[Data shown Boundary: Start]

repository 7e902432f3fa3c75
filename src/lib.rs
//! Quick categorized notes with a per-category timer. Notes, the draft, categories and the timer
//! live in a small key-value store, so every command and session picks up where the last one
//! stopped.
//!

pub mod app;
pub mod cli;
pub mod error;
pub mod session;
pub mod storage;
pub mod utils;
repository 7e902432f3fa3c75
pub mod clock;
pub mod dir;
pub mod logging;
pub mod percentage;
pub mod runtime;
pub mod time;
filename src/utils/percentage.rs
use std::{fmt::Display, ops::Deref};

use chrono::Duration;

#[derive(Debug, Clone, Copy, PartialEq, PartialOrd)]
pub struct Percentage(f64);

impl Display for Percentage {
    fn fmt(&self, f: &mut std::fmt::Formatter<'_>) -> std::fmt::Result {
        write!(f, "{}%", self.0)
    }
}

impl Percentage {
    /// Whole number percentage, as used for bar widths.
    pub fn rounded(&self) -> u32 {
        self.0.round() as u32
    }
}

impl Deref for Percentage {
    type Target = f64;

    fn deref(&self) -> &Self::Target {
        &self.0
    }
}

/// Share of `value` in `whole`. `whole` is floored at one millisecond so an empty graph doesn't
/// divide by zero, and negative values count as zero.
pub fn duration_percentage(value: Duration, whole: Duration) -> Percentage {
    let whole = whole.num_milliseconds().max(1) as f64;
    let value = value.num_milliseconds().max(0) as f64;
    Percentage(value / whole * 100.)
}

#[cfg(test)]
mod tests {
    use chrono::Duration;

    use super::duration_percentage;

    #[test]
    fn percentage_of_zero_whole_is_zero() {
        let p = duration_percentage(Duration::zero(), Duration::zero());
        assert_eq!(*p, 0.);
    }

    #[test]
    fn percentage_rounds_for_display() {
        let p = duration_percentage(Duration::milliseconds(1), Duration::milliseconds(3));
        assert_eq!(p.rounded(), 33);
        assert_eq!(p.to_string().chars().last(), Some('%'));
    }
}
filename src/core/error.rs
//! Error types and handling for the MCP server.
//!
//! This module defines a unified error type that can represent errors from
//! all domains and external dependencies, providing consistent error handling
//! across the entire application.

use thiserror::Error;

/// A specialized Result type for MCP server operations.
pub type Result<T> = std::result::Result<T, Error>;

/// Unified error type for the MCP server.
///
/// This enum captures all possible error conditions that can occur during
/// server operation, including domain-specific errors and external failures.
#[derive(Debug, Error)]
pub enum Error {
    /// Error originating from the repository cache domain.
    #[error("Cache error: {0}")]
    Cache(#[from] crate::domains::cache::CacheError),

    /// Error originating from the tools domain.
    #[error("Tool error: {0}")]
    Tool(#[from] crate::domains::tools::ToolError),

    /// Error originating from the resources domain.
    #[error("Resource error: {0}")]
    Resource(#[from] crate::domains::resources::ResourceError),

    /// Configuration-related errors.
    #[error("Configuration error: {0}")]
    Config(String),

    /// I/O errors from file operations or network communication.
    #[error("I/O error: {0}")]
    Io(#[from] std::io::Error),

    /// JSON serialization/deserialization errors.
    #[error("JSON error: {0}")]
    Json(#[from] serde_json::Error),

    /// Internal server errors that should not occur under normal operation.
    #[error("Internal error: {0}")]
    Internal(String),
}

impl Error {
    /// Create a new configuration error.
    pub fn config(msg: impl Into<String>) -> Self {
        Self::Config(msg.into())
    }

    /// Create a new internal error.
    pub fn internal(msg: impl Into<String>) -> Self {
        Self::Internal(msg.into())
    }
}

[Data shown Boundary: End]

To do => Your answer must be the records above, repeated exactly.

Output of the task =>
repository 7e902432f3fa3c75
filename src/lib.rs
//! Quick categorized notes with a per-category timer. Notes, the draft, categories and the timer
//! live in a small key-value store, so every command and session picks up where the last one
//! stopped.
//!

pub mod app;
pub mod cli;
pub mod error;
pub mod session;
pub mod storage;
pub mod utils;
repository 7e902432f3fa3c75
pub mod clock;
pub mod dir;
pub mod logging;
pub mod percentage;
pub mod runtime;
pub mod time;
filename src/utils/percentage.rs
use std::{fmt::Display, ops::Deref};

use chrono::Duration;

#[derive(Debug, Clone, Copy, PartialEq, PartialOrd)]
pub struct Percentage(f64);

impl Display for Percentage {
    fn fmt(&self, f: &mut std::fmt::Formatter<'_>) -> std::fmt::Result {
        write!(f, "{}%", self.0)
    }
}

impl Percentage {
    /// Whole number percentage, as used for bar widths.
    pub fn rounded(&self) -> u32 {
        self.0.round() as u32
    }
}

impl Deref for Percentage {
    type Target = f64;

    fn deref(&self) -> &Self::Target {
        &self.0
    }
}

/// Share of `value` in `whole`. `whole` is floored at one millisecond so an empty graph doesn't
/// divide by zero, and negative values count as zero.
pub fn duration_percentage(value: Duration, whole: Duration) -> Percentage {
    let whole = whole.num_milliseconds().max(1) as f64;
    let value = value.num_milliseconds().max(0) as f64;
    Percentage(value / whole * 100.)
}

#[cfg(test)]
mod tests {
    use chrono::Duration;

    use super::duration_percentage;

    #[test]
    fn percentage_of_zero_whole_is_zero() {
        let p = duration_percentage(Duration::zero(), Duration::zero());
        assert_eq!(*p, 0.);
    }

    #[test]
    fn percentage_rounds_for_display() {
        let p = duration_percentage(Duration::milliseconds(1), Duration::milliseconds(3));
        assert_eq!(p.rounded(), 33);
        assert_eq!(p.to_string().chars().last(), Some('%'));
    }
}
filename src/core/error.rs
//! Error types and handling for the MCP server.
//!
//! This module defines a unified error type that can represent errors from
//! all domains and external dependencies, providing consistent error handling
//! across the entire application.

use thiserror::Error;

/// A specialized Result type for MCP server operations.
pub type Result<T> = std::result::Result<T, Error>;

/// Unified error type for the MCP server.
///
/// This enum captures all possible error conditions that can occur during
/// server operation, including domain-specific errors and external failures.
#[derive(Debug, Error)]
pub enum Error {
    /// Error originating from the repository cache domain.
    #[error("Cache error: {0}")]
    Cache(#[from] crate::domains::cache::CacheError),

    /// Error originating from the tools domain.
    #[error("Tool error: {0}")]
    Tool(#[from] crate::domains::tools::ToolError),

    /// Error originating from the resources domain.
    #[error("Resource error: {0}")]
    Resource(#[from] crate::domains::resources::ResourceError),

    /// Configuration-related errors.
    #[error("Configuration error: {0}")]
    Config(String),

    /// I/O errors from file operations or network communication.
    #[error("I/O error: {0}")]
    Io(#[from] std::io::Error),

    /// JSON serialization/deserialization errors.
    #[error("JSON error: {0}")]
    Json(#[from] serde_json::Error),

    /// Internal server errors that should not occur under normal operation.
    #[error("Internal error: {0}")]
    Internal(String),
}

impl Error {
    /// Create a new configuration error.
    pub fn config(msg: impl Into<String>) -> Self {
        Self::Config(msg.into())
    }

    /// Create a new internal error.
    pub fn internal(msg: impl Into<String>) -> Self {
        Self::Internal(msg.into())
    }
}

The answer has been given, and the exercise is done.